From the line below that contains "pub fn dataset(&self)" to the line that contains "pub fn rows(&self)", repeat every line exactly, both ends included, and nothing else.

● ● ● ● ● ● ●

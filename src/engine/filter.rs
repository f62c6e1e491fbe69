//! Set-membership filtering over the four dashboard dimensions.

use std::collections::BTreeSet;

use rayon::iter::{IndexedParallelIterator, IntoParallelRefIterator, ParallelIterator};
use serde::{Serialize, Serializer, ser::SerializeSeq};

use crate::dataset::{Dataset, Field, RecordRef};

/// The values selected on each filter dimension.
///
/// A record passes when its year, experience level, job title and company size
/// are all members of the corresponding set. An empty set matches nothing.
#[derive(Debug, Clone, Default, PartialEq, Eq, Serialize)]
pub struct FilterSelection {
    pub years: BTreeSet<i64>,
    pub experience_levels: BTreeSet<String>,
    pub job_titles: BTreeSet<String>,
    pub company_sizes: BTreeSet<String>,
}

impl FilterSelection {
    /// Every observed value selected, the dashboard's initial state.
    pub fn all(dataset: &Dataset) -> Self {
        FilterOptions::from_dataset(dataset).select_all()
    }

    pub fn has_empty_dimension(&self) -> bool {
        self.years.is_empty()
            || self.experience_levels.is_empty()
            || self.job_titles.is_empty()
            || self.company_sizes.is_empty()
    }
}

/// Distinct values present in a dataset per filter dimension, sorted ascending.
#[derive(Debug, Clone, Default, PartialEq, Eq, Serialize)]
pub struct FilterOptions {
    pub years: BTreeSet<i64>,
    pub experience_levels: BTreeSet<String>,
    pub job_titles: BTreeSet<String>,
    pub company_sizes: BTreeSet<String>,
}

impl FilterOptions {
    pub fn from_dataset(dataset: &Dataset) -> Self {
        let distinct = |field: Field| -> BTreeSet<String> {
            let mut seen: BTreeSet<&str> = BTreeSet::new();
            for row in 0..dataset.len() {
                seen.insert(dataset.text(field, row));
            }
            seen.into_iter().map(str::to_string).collect()
        };

        FilterOptions {
            years: dataset.work_years().iter().copied().collect(),
            experience_levels: distinct(Field::ExperienceLevel),
            job_titles: distinct(Field::JobTitle),
            company_sizes: distinct(Field::CompanySize),
        }
    }

    pub fn select_all(&self) -> FilterSelection {
        FilterSelection {
            years: self.years.clone(),
            experience_levels: self.experience_levels.clone(),
            job_titles: self.job_titles.clone(),
            company_sizes: self.company_sizes.clone(),
        }
    }
}

/// The rows of a dataset that passed a filter, in dataset order.
#[derive(Debug, Clone)]
pub struct FilteredView<'a> {
    dataset: &'a Dataset,
    rows: Vec<usize>,
}

impl<'a> FilteredView<'a> {
    /// A view over every row of `dataset`.
    pub fn full(dataset: &'a Dataset) -> Self {
        FilteredView {
            dataset,
            rows: (0..dataset.len()).collect(),
        }
    }

    pub fn dataset(&self) -> &'a Dataset {
        self.dataset
    }

    pub fn len(&self) -> usize {
        self.rows.len()
    }

    pub fn is_empty(&self) -> bool {
        self.rows.is_empty()
    }

    /// Ascending dataset row indices.
    pub fn rows(&self) -> &[usize] {
        &self.rows
    }

    pub fn records(&self) -> impl Iterator<Item = RecordRef<'a>> + '_ {
        let dataset = self.dataset;
        self.rows.iter().map(move |&row| dataset.record(row))
    }

    pub fn salaries(&self) -> impl Iterator<Item = f64> + '_ {
        let salaries = self.dataset.salaries();
        self.rows.iter().map(move |&row| salaries[row])
    }

    pub fn texts(&self, field: Field) -> impl Iterator<Item = &'a str> + '_ {
        let dataset = self.dataset;
        self.rows.iter().map(move |&row| dataset.text(field, row))
    }

    pub fn job_titles(&self) -> impl Iterator<Item = &'a str> + '_ {
        self.texts(Field::JobTitle)
    }
}

impl Serialize for FilteredView<'_> {
    fn serialize<S: Serializer>(&self, serializer: S) -> Result<S::Ok, S::Error> {
        let mut seq = serializer.serialize_seq(Some(self.len()))?;
        for record in self.records() {
            seq.serialize_element(&record)?;
        }
        seq.end()
    }
}

/// Applies `selection` to `dataset`.
///
/// Each dimension is scanned independently and the matching row lists are
/// intersected, so the result keeps dataset order. Never fails; values absent
/// from the dataset simply match nothing.
pub fn filter<'a>(dataset: &'a Dataset, selection: &FilterSelection) -> FilteredView<'a> {
    if dataset.is_empty() || selection.has_empty_dimension() {
        return FilteredView {
            dataset,
            rows: Vec::new(),
        };
    }

    let per_dimension = [
        matching_years(dataset, &selection.years),
        matching_text(dataset, Field::ExperienceLevel, &selection.experience_levels),
        matching_text(dataset, Field::JobTitle, &selection.job_titles),
        matching_text(dataset, Field::CompanySize, &selection.company_sizes),
    ];

    let rows = per_dimension
        .into_iter()
        .reduce(intersect_sorted_vecs)
        .unwrap_or_default();

    FilteredView { dataset, rows }
}

fn matching_years(dataset: &Dataset, years: &BTreeSet<i64>) -> Vec<usize> {
    dataset
        .work_years()
        .par_iter()
        .enumerate()
        .filter_map(|(i, year)| years.contains(year).then_some(i))
        .collect()
}

fn matching_text(dataset: &Dataset, field: Field, values: &BTreeSet<String>) -> Vec<usize> {
    dataset
        .column(field)
        .as_spans()
        .par_iter()
        .enumerate()
        .filter_map(|(i, _)| values.contains(dataset.text(field, i)).then_some(i))
        .collect()
}

/// Intersects two ascending row lists.
fn intersect_sorted_vecs(a: Vec<usize>, b: Vec<usize>) -> Vec<usize> {
    let mut result = Vec::with_capacity(a.len().min(b.len()));
    let mut i = 0;
    let mut j = 0;

    while i < a.len() && j < b.len() {
        match a[i].cmp(&b[j]) {
            std::cmp::Ordering::Equal => {
                result.push(a[i]);
                i += 1;
                j += 1;
            }
            std::cmp::Ordering::Less => i += 1,
            std::cmp::Ordering::Greater => j += 1,
        }
    }

    result
}

#[cfg(test)]
mod tests {
    use super::*;
    use crate::dataset::Record;

    fn record(year: i64, level: &str, title: &str, size: &str) -> Record {
        Record {
            work_year: year,
            experience_level: level.into(),
            employment_type: "FT".into(),
            job_title: title.into(),
            salary_in_usd: 100_000.0,
            remote_ratio: "0".into(),
            company_size: size.into(),
            employee_country: "US".into(),
        }
    }

    fn sample() -> Dataset {
        Dataset::from_records(&[
            record(2023, "SE", "Data Scientist", "M"),
            record(2024, "MI", "Data Engineer", "L"),
            record(2024, "SE", "Data Scientist", "S"),
            record(2022, "EN", "Data Analyst", "M"),
            record(2024, "SE", "Data Engineer", "M"),
        ])
        .unwrap()
    }

    fn set<T: Ord + Clone>(values: &[T]) -> BTreeSet<T> {
        values.iter().cloned().collect()
    }

    fn strings(values: &[&str]) -> BTreeSet<String> {
        values.iter().map(|s| s.to_string()).collect()
    }

    #[test]
    fn test_options_are_sorted_distinct_values() {
        let options = FilterOptions::from_dataset(&sample());
        assert_eq!(options.years, set(&[2022, 2023, 2024]));
        assert_eq!(
            options.job_titles.iter().collect::<Vec<_>>(),
            vec!["Data Analyst", "Data Engineer", "Data Scientist"]
        );
        assert_eq!(options.company_sizes, strings(&["L", "M", "S"]));
    }

    #[test]
    fn test_full_selection_keeps_every_row() {
        let ds = sample();
        let view = filter(&ds, &FilterSelection::all(&ds));
        assert_eq!(view.rows(), &[0, 1, 2, 3, 4]);
    }

    #[test]
    fn test_dimensions_are_anded() {
        let ds = sample();
        let mut selection = FilterSelection::all(&ds);
        selection.years = set(&[2024]);
        selection.experience_levels = strings(&["SE"]);

        let view = filter(&ds, &selection);
        assert_eq!(view.rows(), &[2, 4]);
        assert!(view.records().all(|r| r.work_year == 2024 && r.experience_level == "SE"));
    }

    #[test]
    fn test_empty_dimension_yields_empty_view() {
        let ds = sample();
        let mut selection = FilterSelection::all(&ds);
        selection.company_sizes.clear();
        assert!(filter(&ds, &selection).is_empty());
        assert!(filter(&ds, &FilterSelection::default()).is_empty());
    }

    #[test]
    fn test_unknown_values_match_nothing() {
        let ds = sample();
        let mut selection = FilterSelection::all(&ds);
        selection.job_titles = strings(&["Astronaut"]);
        assert!(filter(&ds, &selection).is_empty());

        selection.job_titles = strings(&["Astronaut", "Data Analyst"]);
        assert_eq!(filter(&ds, &selection).rows(), &[3]);
    }

    #[test]
    fn test_intersect_sorted_vecs() {
        assert_eq!(
            intersect_sorted_vecs(vec![0, 2, 4, 6], vec![1, 2, 3, 6, 7]),
            vec![2, 6]
        );
        assert!(intersect_sorted_vecs(vec![], vec![1]).is_empty());
    }

    #[test]
    fn test_view_serializes_as_records() {
        let ds = sample();
        let mut selection = FilterSelection::all(&ds);
        selection.years = set(&[2022]);
        let json = serde_json::to_value(filter(&ds, &selection)).unwrap();
        assert_eq!(json[0]["job_title"], "Data Analyst");
        assert_eq!(json.as_array().map(Vec::len), Some(1));
    }
}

● ● ● ● ● ● ●

WRITTEN RESPONSE →
    pub fn dataset(&self) -> &'a Dataset {
        self.dataset
    }

    pub fn len(&self) -> usize {
        self.rows.len()
    }

    pub fn is_empty(&self) -> bool {
        self.rows.is_empty()
    }

    /// Ascending dataset row indices.
    pub fn rows(&self) -> &[usize] {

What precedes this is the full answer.